:: Exercise data ::

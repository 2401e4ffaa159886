use crate::model::ScalarType;

/// How many values a declared field holds, and of which shape.
#[derive(Debug, Clone, Copy, PartialEq, Eq)]
pub enum Arity {
	/// One scalar the kind always expects; still reads as absence when missing.
	Scalar,
	/// One scalar that may be omitted.
	OptionalScalar,
	/// Ordered sequence of scalars.
	ScalarSequence,
	/// One nested element.
	Element,
	/// Ordered sequence of nested elements.
	ElementSequence,
}

impl Arity {
	/// Render arity as a stable lowercase label.
	pub fn as_str(self) -> &'static str {
		match self {
			Self::Scalar => "scalar",
			Self::OptionalScalar => "optional",
			Self::ScalarSequence => "scalars",
			Self::Element => "element",
			Self::ElementSequence => "elements",
		}
	}

	/// Whether reads of this arity return a sequence.
	pub fn is_sequence(self) -> bool {
		matches!(self, Self::ScalarSequence | Self::ElementSequence)
	}
}

/// Declared result type of a field.
#[derive(Debug, Clone, Copy)]
pub enum FieldType {
	/// Scalar coerced with the shared rules.
	Scalar(ScalarType),
	/// Nested element of the given kind.
	Element(fn() -> &'static KindDecl),
}

impl FieldType {
	/// Type name used in diagnostics and listings.
	pub fn name(self) -> &'static str {
		match self {
			Self::Scalar(ty) => ty.name(),
			Self::Element(kind) => kind().name,
		}
	}
}

/// One `(name, type, arity)` declaration on an element kind.
#[derive(Debug)]
pub struct FieldDecl {
	/// Field name as stored on the node.
	pub name: &'static str,
	/// Rust accessor method name.
	pub accessor: &'static str,
	/// Declared result type.
	pub ty: FieldType,
	/// Declared arity.
	pub arity: Arity,
	/// One-line description.
	pub doc: &'static str,
}

impl FieldDecl {
	/// Human-readable shape, e.g. `sequence of string`.
	pub fn shape(&self) -> String {
		match (self.arity, self.ty) {
			(Arity::ScalarSequence, ty) => format!("sequence of {}", ty.name()),
			(Arity::ElementSequence, ty) => format!("sequence of {} element", ty.name()),
			(Arity::Element, ty) => format!("{} element", ty.name()),
			(_, ty) => ty.name().to_owned(),
		}
	}

	/// Description text without the leading space doc comments carry.
	pub fn description(&self) -> &'static str {
		self.doc.trim()
	}
}

/// Field set shared by several kinds, opted into by composition.
#[derive(Debug)]
pub struct FieldGroup {
	/// Capability name.
	pub name: &'static str,
	/// Fields contributed by this capability.
	pub fields: &'static [FieldDecl],
}

/// Declared-field table of one element kind.
#[derive(Debug)]
pub struct KindDecl {
	/// Kind name.
	pub name: &'static str,
	/// One-line description.
	pub doc: &'static str,
	/// Fields declared directly on the kind.
	pub fields: &'static [FieldDecl],
	/// Capabilities the kind opts into.
	pub groups: &'static [&'static FieldGroup],
}

impl KindDecl {
	/// Find a declared field by stored name, searching own fields before groups.
	pub fn field(&self, name: &str) -> Option<&'static FieldDecl> {
		self.all_fields().find(|field| field.name == name)
	}

	/// Iterate own fields, then each group's fields, in declaration order.
	pub fn all_fields(&self) -> impl Iterator<Item = &'static FieldDecl> + use<> {
		let fields = self.fields;
		let groups = self.groups;
		fields.iter().chain(groups.iter().flat_map(|group| group.fields.iter()))
	}

	/// Description text without the leading space doc comments carry.
	pub fn description(&self) -> &'static str {
		self.doc.trim()
	}

	/// Whether the kind opts into the capability named `group`.
	pub fn has_group(&self, group: &str) -> bool {
		self.groups.iter().any(|item| item.name == group)
	}
}

#[cfg(test)]
mod tests;
//! Orchestration of rollouts from configuration to history.
//!
//! The [`Orchestrator`] owns the wiring between the configuration, the
//! manifest renderer, the secret store, the cluster boundary, the planner,
//! the rollout controller and the history store. Every CLI command goes
//! through it.

use chrono::{DateTime, Utc};
use secrecy::SecretString;
use serde::Serialize;
use std::path::{Path, PathBuf};
use std::sync::Arc;
use tracing::{debug, info, warn};

use crate::cluster::{ClusterProvider, HealthSignal, InMemoryCluster};
use crate::config::{
    ConfigParser, ConfigValidator, Environment, Environments, RolloutSettings, RollwardenConfig,
    StateBackend, ValidationResult, find_config_file,
};
use crate::error::{ConfigError, Result, SecretError};
use crate::kubectl::KubectlCluster;
use crate::manifest::{ManifestRenderer, ManifestSet, is_managed_by};
use crate::planner::{self, DiffEngine, DiffResult, Plan};
use crate::rollout::{EnvironmentLocks, RolloutController, RolloutHandle, RolloutOutcome};
use crate::secrets::{
    LocalSecretBackend, MemorySecretBackend, RevealAcknowledgement, SealingKey, SecretStore,
    SecretSummary, SecretValidation, ValidationPolicy, generate_key, referenced_keys,
};
use crate::state::{
    HistoryStore, LocalHistoryStore, LockInfo, MemoryHistoryStore, RecordKind, ResultState, RolloutRecord,
    S3HistoryStore, STATE_DIR, write_atomic,
};

/// A configuration file, loaded and validated.
#[derive(Debug, Clone)]
pub struct LoadedConfig {
    /// Path of the configuration file.
    pub path: PathBuf,
    /// Directory relative paths resolve against.
    pub root: PathBuf,
    /// The parsed configuration.
    pub config: RollwardenConfig,
    /// Non-fatal findings.
    pub warnings: Vec<String>,
}

/// Finds, parses and validates the configuration.
///
/// `.env` next to the configuration file is loaded first so that
/// `ROLLWARDEN_*` overrides and the sealing key can live there.
///
/// # Errors
///
/// Returns an error if no configuration is found or it fails validation.
pub fn load_config(path: Option<&Path>) -> Result<LoadedConfig> {
    let path = path.map_or_else(|| find_config_file("."), |p| Ok(p.to_path_buf()))?;
    let root = path
        .parent()
        .filter(|p| !p.as_os_str().is_empty())
        .map_or_else(|| PathBuf::from("."), Path::to_path_buf);
    debug!("Loading configuration from: {}", path.display());

    let parser = ConfigParser::new().with_base_path(root.clone());
    parser.load_dotenv()?;
    let config = parser.load_with_env(&path)?;
    let ValidationResult { warnings, .. } = ConfigValidator::new().validate(&config)?;

    Ok(LoadedConfig {
        path,
        root,
        config,
        warnings,
    })
}

/// Default location of a project's sealing key file.
#[must_use]
pub fn default_key_file(project: &str) -> Option<PathBuf> {
    dirs::config_dir().map(|dir| dir.join("rollwarden").join(format!("{project}.key")))
}

/// Writes a base64 sealing key to `path`, readable by the owner only.
///
/// # Errors
///
/// Returns an error if the file cannot be written.
pub async fn write_key_file(path: &Path, key: &SecretString) -> Result<()> {
    use secrecy::ExposeSecret;

    write_atomic(path, key.expose_secret().as_bytes()).await?;
    #[cfg(unix)]
    {
        use std::os::unix::fs::PermissionsExt;
        tokio::fs::set_permissions(path, std::fs::Permissions::from_mode(0o600)).await?;
    }
    info!("Wrote sealing key to {}", path.display());
    Ok(())
}

fn resolve(root: &Path, path: &str) -> PathBuf {
    let path = Path::new(path);
    if path.is_absolute() { path.to_path_buf() } else { root.join(path) }
}

/// Options that change what the orchestrator talks to.
#[derive(Debug, Clone, Copy, Default)]
pub struct OrchestratorOptions {
    /// Use an in-memory cluster and history instead of the real ones.
    pub simulate: bool,
}

/// A plan together with the manifest it was computed for.
#[derive(Debug, Clone)]
pub struct PlannedRollout {
    /// Target manifest with pinned secret references.
    pub manifest: ManifestSet,
    /// Ordered actions.
    pub plan: Plan,
    /// Secret validation of the referenced keys.
    pub validation: SecretValidation,
}

/// Display form of a history record.
#[derive(Debug, Clone, Serialize)]
pub struct RecordSummary {
    /// Record id.
    pub id: String,
    /// Deploy or rollback.
    pub kind: RecordKind,
    /// Result state.
    pub result_state: ResultState,
    /// When applying started.
    pub applied_at: DateTime<Utc>,
    /// When the record was finalized.
    pub completed_at: Option<DateTime<Utc>>,
    /// Digest of the target manifest.
    pub manifest_digest: String,
    /// Number of planned actions.
    pub actions: usize,
    /// Failure description.
    pub error: Option<String>,
}
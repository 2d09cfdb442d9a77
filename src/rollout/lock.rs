//! In-process registry of environments with a running rollout.

use std::collections::HashSet;
use std::sync::{Arc, Mutex};

use crate::config::Environment;

/// Set of environments currently owned by a rollout in this process.
#[derive(Debug, Clone, Default)]
pub struct EnvironmentLocks {
    held: Arc<Mutex<HashSet<Environment>>>,
}

impl EnvironmentLocks {
    /// Creates an empty registry.
    #[must_use]
    pub fn new() -> Self {
        Self::default()
    }

    /// Claims an environment; `None` if it is already claimed.
    #[must_use]
    pub fn try_acquire(&self, environment: Environment) -> Option<EnvironmentGuard> {
        let mut held = self.held.lock().ok()?;
        if !held.insert(environment) {
            return None;
        }
        Some(EnvironmentGuard {
            environment,
            held: Arc::clone(&self.held),
        })
    }

    /// Returns true if the environment is claimed.
    #[must_use]
    pub fn is_held(&self, environment: Environment) -> bool {
        self.held.lock().is_ok_and(|held| held.contains(&environment))
    }
}

/// Releases the environment when dropped.
#[derive(Debug)]
pub struct EnvironmentGuard {
    environment: Environment,
    held: Arc<Mutex<HashSet<Environment>>>,
}

impl EnvironmentGuard {
    /// The claimed environment.
    #[must_use]
    pub const fn environment(&self) -> Environment {
        self.environment
    }
}

impl Drop for EnvironmentGuard {
    fn drop(&mut self) {
        if let Ok(mut held) = self.held.lock() {
            held.remove(&self.environment);
        }
    }
}

#[cfg(test)]
mod tests {
    use super::*;

    #[test]
    fn test_exclusive_per_environment() {
        let locks = EnvironmentLocks::new();
        let dev = locks.try_acquire(Environment::Dev).unwrap();
        assert!(locks.try_acquire(Environment::Dev).is_none());
        assert!(locks.try_acquire(Environment::Prod).is_some());
        assert!(locks.is_held(Environment::Dev));

        drop(dev);
        assert!(!locks.is_held(Environment::Dev));
        assert!(locks.try_acquire(Environment::Dev).is_some());
    }
}
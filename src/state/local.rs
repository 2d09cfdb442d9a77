//! Local file-based history backend.
//!
//! Layout under the base directory:
//!
//! ```text
//! history/<env>.json   append-only rollout log
//! locks/<env>.lock     environment lock
//! ```

use async_trait::async_trait;
use std::path::{Path, PathBuf};
use tokio::fs;
use tokio::io::AsyncWriteExt;
use tracing::debug;

use crate::config::Environment;
use crate::error::{Result, RollwardenError, StateError};

use super::lock::LockInfo;
use super::store::HistoryStore;
use super::types::HistoryLog;

/// Default history directory name.
pub const STATE_DIR: &str = ".rollwarden";

/// Writes `content` to `path` through a synced temporary file and a rename,
/// creating the parent directory if needed.
///
/// # Errors
///
/// Returns the underlying IO error; the previous file is left untouched.
pub async fn write_atomic(path: &Path, content: &[u8]) -> std::io::Result<()> {
    if let Some(parent) = path.parent()
        && !parent.as_os_str().is_empty()
    {
        fs::create_dir_all(parent).await?;
    }

    let temp_path = path.with_extension("tmp");
    let mut file = fs::File::create(&temp_path).await?;
    file.write_all(content).await?;
    file.sync_all().await?;
    drop(file);

    fs::rename(&temp_path, path).await
}

/// Local file-based history store.
#[derive(Debug)]
pub struct LocalHistoryStore {
    /// Base directory for history files.
    base_dir: PathBuf,
}

impl LocalHistoryStore {
    /// Creates a store under `.rollwarden` in the current directory.
    ///
    /// # Errors
    ///
    /// Returns an error if the current directory cannot be determined.
    pub fn new() -> Result<Self> {
        let base_dir = std::env::current_dir()
            .map_err(|e| RollwardenError::internal(format!("Cannot determine current directory: {e}")))?
            .join(STATE_DIR);

        Ok(Self::with_base_dir(base_dir))
    }

    /// Creates a store with a custom base directory.
    #[must_use]
    pub fn with_base_dir(base_dir: impl Into<PathBuf>) -> Self {
        Self {
            base_dir: base_dir.into(),
        }
    }

    fn history_path(&self, environment: Environment) -> PathBuf {
        self.base_dir.join("history").join(format!("{environment}.json"))
    }

    fn lock_path(&self, environment: Environment) -> PathBuf {
        self.base_dir.join("locks").join(format!("{environment}.lock"))
    }

    async fn read_json<T: serde::de::DeserializeOwned>(path: &Path) -> Result<Option<T>> {
        if !path.exists() {
            debug!("{} does not exist", path.display());
            return Ok(None);
        }

        let content = fs::read_to_string(path).await.map_err(|e| StateError::Corrupted {
            message: format!("Failed to read {}: {e}", path.display()),
        })?;

        let value = serde_json::from_str(&content).map_err(|e| StateError::Corrupted {
            message: format!("Failed to parse {}: {e}", path.display()),
        })?;

        Ok(Some(value))
    }

    async fn write_json<T: serde::Serialize + Sync>(path: &Path, value: &T) -> Result<()> {
        let content = serde_json::to_vec_pretty(value)
            .map_err(|e| StateError::serialization(format!("Failed to serialize {}: {e}", path.display())))?;

        write_atomic(path, &content)
            .await
            .map_err(|e| StateError::local(format!("Failed to write {}: {e}", path.display())))?;
        Ok(())
    }
}

#[async_trait]
impl HistoryStore for LocalHistoryStore {
    async fn load_log(&self, environment: Environment) -> Result<Option<HistoryLog>> {
        Self::read_json(&self.history_path(environment)).await
    }

    async fn save_log(&self, log: &HistoryLog) -> Result<()> {
        let path = self.history_path(log.environment);
        Self::write_json(&path, log).await?;
        debug!("History saved to {}", path.display());
        Ok(())
    }

    async fn read_lock(&self, environment: Environment) -> Result<Option<LockInfo>> {
        Self::read_json(&self.lock_path(environment)).await
    }

    async fn write_lock(&self, lock: &LockInfo) -> Result<()> {
        Self::write_json(&self.lock_path(lock.environment), lock)
            .await
            .map_err(|e| {
                StateError::LockFailed {
                    message: e.to_string(),
                }
                .into()
            })
    }

    async fn delete_lock(&self, environment: Environment) -> Result<()> {
        let path = self.lock_path(environment);
        if path.exists() {
            fs::remove_file(&path).await.map_err(|e| StateError::LockFailed {
                message: format!("Failed to delete lock file: {e}"),
            })?;
        }
        Ok(())
    }

    fn backend_type(&self) -> &'static str {
        "local"
    }
}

:::

The task: Among the records above, find the lines where the word "ManifestSet" appears and copy them.

Your response:
use crate::manifest::{ManifestRenderer, ManifestSet, is_managed_by};
    pub manifest: ManifestSet,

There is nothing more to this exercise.